The United Kingdom is doubling down its investment in sustainable fuels in announcing that LanzaTech UK, among other companies, have been shortlisted for funding through The Department for Transport Green Fuels, Green Skies competition to advance the production of Sustainable Aviation Fuel (SAF).
Announced as part of the Prime Minister’s Ten Point Plan, the Green Fuels, Green Skies (GFGS) competition will support eight companies as they pioneer new technologies, converting materials such as household waste, alcohol, carbon from the atmosphere and sewage into Sustainable Aviation Fuel (SAF) at commercial scales, offering emissions savings of more than 70% compared to the use of conventional fossil jet fuel.

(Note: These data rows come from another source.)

//! Flow Delegates
//!
//! Callback-style consumption of flow outcomes. Each flow stage has a
//! delegate trait with one mandatory error method and optional outcome
//! methods. Optional methods default to returning [`Dispatch::Declined`];
//! when an outcome lands on a declined method, the dispatcher records the
//! operation as failed and routes a "not implemented" error through the
//! mandatory error method, so no outcome is ever silently dropped.

pub mod mfa;
pub mod reset_password;
pub mod sign_in;
pub mod sign_up;

pub use mfa::{MfaSendChallengeDelegate, MfaSubmitChallengeDelegate};
pub use reset_password::{
    ResetPasswordRequiredDelegate, ResetPasswordResendCodeDelegate, ResetPasswordStartDelegate,
    ResetPasswordVerifyCodeDelegate,
};
pub use sign_in::{
    SignInAfterPreviousFlowDelegate, SignInPasswordRequiredDelegate, SignInResendCodeDelegate,
    SignInStartDelegate, SignInVerifyCodeDelegate,
};
pub use sign_up::{
    SignUpAttributesRequiredDelegate, SignUpPasswordRequiredDelegate, SignUpResendCodeDelegate,
    SignUpStartDelegate, SignUpVerifyCodeDelegate,
};

/// Whether a delegate implemented the optional method for an outcome.
#[derive(Clone, Copy, Debug, PartialEq, Eq)]
pub enum Dispatch {
    /// The delegate handled the outcome.
    Handled,
    /// The delegate does not implement the method; the dispatcher falls back
    /// to the mandatory error method.
    Declined,
}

LanzaTech’s Project DRAGON, which stands for Decarbonising and Reimagining Aviation for the Goal Of Netzero, will undertake the Front-End Engineering Design (FEED) of a facility in Port Talbot, South Wales, that will produce over 100 million litres per year of ATJ Synthetic Paraffinic Kerosene (ATJ-SPK).
The feedstock for the facility will be waste-based, low carbon ethanol, procured from a variety of waste sources, and the facility will have the ability to also use ethanol produced from local steel mill waste gases via LanzaTech’s gas fermentation platform.
The ATJ-SPK produced will provide >70% GHG emission savings versus traditional jet fuel. Using a 30% blend target, the 100 million litres of ATJ-SPK will yield about 330 million litres per annum of blended SAF.
This will be used by UK-based airlines, including British Airways, and longtime partner, Virgin Atlantic. In October 2018, the first batch of LanzaTech jet fuel, made by recycling waste industrial gases, was used on a Virgin Atlantic commercial flight from Orlando to London Gatwick.
First commercial-scale project
This facility will be the UK’s first commercial-scale project to implement the LanzaJetTM Alcohol-To-Jet (ATJ) technology. Commercialisation of ATJ has been years in the making, starting with the partnership between LanzaTech (which launched LanzaJet in June 2020) and the U.S Department of Energy’s Pacific Northwest National Laboratory (PNNL).
The development will support significant jobs in the region and the facility will undergo certification by the Roundtable on Sustainable Biomaterials, globally recognised as the most robust approach to sustainability for the bio-based and circular economy, a reflection of LanzaTech’s longstanding partnership with the RSB and commitment to certification across the supply chain.
“Aviation will be central to our future growth and plans to build back greener from the pandemic, which is why we have invested over £20 million in the past year to decarbonise the sector in line with our world-leading net-zero targets,” said Transport Secretary Grant Shapps.
“The GFGS Competition is critical to scaling the delivery of sustainable fuels to the aviation industry,” said Jennifer Holmgren, LanzaTech CEO. “We have a real opportunity to help the aviation industry, create jobs, and show the world what is possible by working together. I can’t thank the Department of Transportation enough for its support.”
British Airways has invested in LanzaJet’s first commercial scale Freedom Pines Fuels facility in Georgia, USA and will acquire sustainable aviation fuel from the plant to power a number of its flights by the end of 2022. The partnership will involve LanzaJet implementing early-stage planning and design for a potential commercial facility for British Airways in the UK.